Come now, David: my point, made quite clearly (I thought) was that he does. In fact, he's rarely been off the plate for the last twelve months. On TV, radio, and paper and in face-to-face encounters during his book tour, seminars and debates, he's spoken up for himself against all many, many religious apologists and devil's advocates. What exactly will satisfy you? Does he have to debate you personally? What's a reasonable thing for him to do? Suppose your book was whipping up the same sort of storm as his. How would you go about representing your views in person?

On your response to huxleyleopard:

I am a Christian and I admit I could be wrong.

That's great. I've heard you say this before and it's cheering. Now, to prove that it's not just words designed to make you sound reasonable, can you tell us: what would make you change your mind? What would need to happen to make you decide that your current beliefs are false? (For example: giving up the triple jump.)

(For my end of the bargain, I've written to you about some of the many things that could happen to change my mind. They're in the post waiting to go through at your site.)

I have certainly experienced a great deal of hatred, discrimination, intolerance and even violence because I am a Christian.

We all need to work to prevent such behaviour, certainly. But 'What if your lifeboat sinks?' isn't a good argument against escaping the Titanic. Sure, atheists can bugger things up. They need to take care not to. Doesn't mean they shouldn't be atheists.

On your response to Philip1978:

We advised her strongly that it was her Christian duty to get out and thankfully she did.

Well done – sounds like you did the right thing at your church. But it's much easier to explain your good deed by reference to your (and your colleagues') sense of morality than by reference to scripture. Your actions were wholly in synchrony with what the vast majority of reasonable, sympathetic people in the UK would recommend, irrespective of their faith (or lack of it). But if you mean to support your good actions through reference to your faith, how can you differentiate it from the deeds of those who use the bible to support actions that contradict commonly-held morality? Like the examples you were given? (And like – shibboleth time – homophobia?)
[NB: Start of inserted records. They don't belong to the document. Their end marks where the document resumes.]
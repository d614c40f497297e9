//! # Panel Framework
//!
//! Domain-agnostic plumbing for the admin panel: the seams the orchestration
//! code is written against, plus in-process implementations of them.
//!
//! ## 🗺️ Module Tour
//!
//! - [`transport`]: the injected `{method, url, params}` request capability.
//! - [`store`]: the explicit state-repository seam (`get` / `dispatch` / `commit`).
//! - [`events`]: a typed publish/subscribe bus for lifecycle events.
//! - [`transaction`]: the atomic unit-of-work runner and its [`BatchId`].
//! - [`storage`]: an actor-owned, in-memory table store with soft deletes and
//!   session-scoped transactions.
//! - [`mock`]: test doubles for the transport and store seams.
//! - [`config`] and [`tracing`]: ambient configuration and logging setup.
//!
//! ## Error Handling
//!
//! Every fallible operation returns [`PanelError`]. Its variants map onto the
//! HTTP-equivalent statuses a caller would surface (see [`PanelError::status`]).

pub mod config;
pub mod error;
pub mod events;
pub mod mock;
pub mod storage;
pub mod store;
pub mod tracing;
pub mod transaction;
pub mod transport;

pub use config::PanelConfig;
pub use error::PanelError;
pub use events::{EventBus, EventKind, PanelEvent, Subscription};
pub use storage::{StorageActor, StorageClient};
pub use store::StateStore;
pub use transaction::{committed, BatchId, TransactionRunner, TransactionalConnection};
pub use transport::{HttpTransport, Method, Params, Request, Response};
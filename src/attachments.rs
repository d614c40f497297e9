//! Pruning of field attachments that were uploaded but never persisted.

use chrono::{DateTime, Duration, Utc};
use panel_framework::{PanelConfig, PanelError, StorageClient};
use tracing::{debug, info};

pub const PENDING_ATTACHMENTS_TABLE: &str = "pending_attachments";

pub struct PruneStaleAttachments {
    storage: StorageClient,
    ttl: Duration,
    chunk_size: usize,
}

impl PruneStaleAttachments {
    pub fn new(storage: StorageClient, config: &PanelConfig) -> Self {
        Self {
            storage,
            ttl: Duration::hours(config.pending_attachment_ttl_hours),
            chunk_size: config.prune_chunk_size.max(1),
        }
    }

    /// Removes pending attachments older than the configured TTL. Returns how many were removed.
    pub async fn run(&self) -> Result<usize, PanelError> {
        self.prune_before(Utc::now() - self.ttl).await
    }

    /// Removes pending attachments created before `cutoff`, one chunk per storage request.
    pub async fn prune_before(&self, cutoff: DateTime<Utc>) -> Result<usize, PanelError> {
        let stale: Vec<u64> = self
            .storage
            .scan(PENDING_ATTACHMENTS_TABLE)
            .await?
            .into_iter()
            .filter(|row| row.created_at < cutoff)
            .map(|row| row.id)
            .collect();

        let mut pruned = 0;
        for chunk in stale.chunks(self.chunk_size) {
            pruned += self.storage.force_delete(PENDING_ATTACHMENTS_TABLE, chunk.to_vec()).await?.len();
            debug!(pruned, "Pruned chunk");
        }
        info!(pruned, "Stale attachments pruned");
        Ok(pruned)
    }
}
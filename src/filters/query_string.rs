use panel_framework::Params;
use serde_json::Value;
use std::sync::{Mutex, PoisonError};
use tracing::debug;

/// The URL layer a view's filter and page state is mirrored into.
pub trait QueryStringLayer: Send + Sync {
    /// Applies `updates` to the query string and pushes the result.
    fn update_query_string(&self, updates: Params);
}

/// An in-memory query string that records every push.
#[derive(Debug, Default)]
pub struct UrlState {
    params: Mutex<Params>,
    history: Mutex<Vec<Params>>,
}

impl UrlState {
    pub fn new() -> Self {
        Self::default()
    }

    pub fn get(&self, name: &str) -> Option<Value> {
        self.params.lock().unwrap_or_else(PoisonError::into_inner).get(name).cloned()
    }

    /// Every update applied so far, in order.
    pub fn history(&self) -> Vec<Params> {
        self.history.lock().unwrap_or_else(PoisonError::into_inner).clone()
    }
}

impl QueryStringLayer for UrlState {
    fn update_query_string(&self, updates: Params) {
        debug!(?updates, "Pushing query string");
        self.params
            .lock()
            .unwrap_or_else(PoisonError::into_inner)
            .extend(updates.clone());
        self.history.lock().unwrap_or_else(PoisonError::into_inner).push(updates);
    }
}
To everyone else, regarding the response to gr8hands:

I'm afraid that this is the kind of atheist urban myth which gives you guys such a bad name. Could you list please the 'many religions' which encourage men to beat their wifes? Without empirical evidence please be silent.


I made this mistake when talking to David, too, and was equally sharply pulled up for it. I found that referring to the bible's authorisation of lethal force against disrespectful children was safer ground.

Back to you, David.

On your response to Corylus:

Of course Ellie, Corylus can not trust you to read it for himself (maybe its because he is an inherent sexist?).

I'm half-remembering earlier posts, but I think you may have made an assumption here that Corylus can refute with embarrassing ease…

On your response to Henri Bergson:

Henri – be careful. I predict that your reasonable point will soon be swamped by a wave of vitriol.

I wouldn't worry. Henri is never happier than when he is surfing waves of vitriol. He's very good at it.

On your response to BAEOZ:

"Belief in something that we have no knowledge of and which we can't be said to have experienced is a dishonest belief."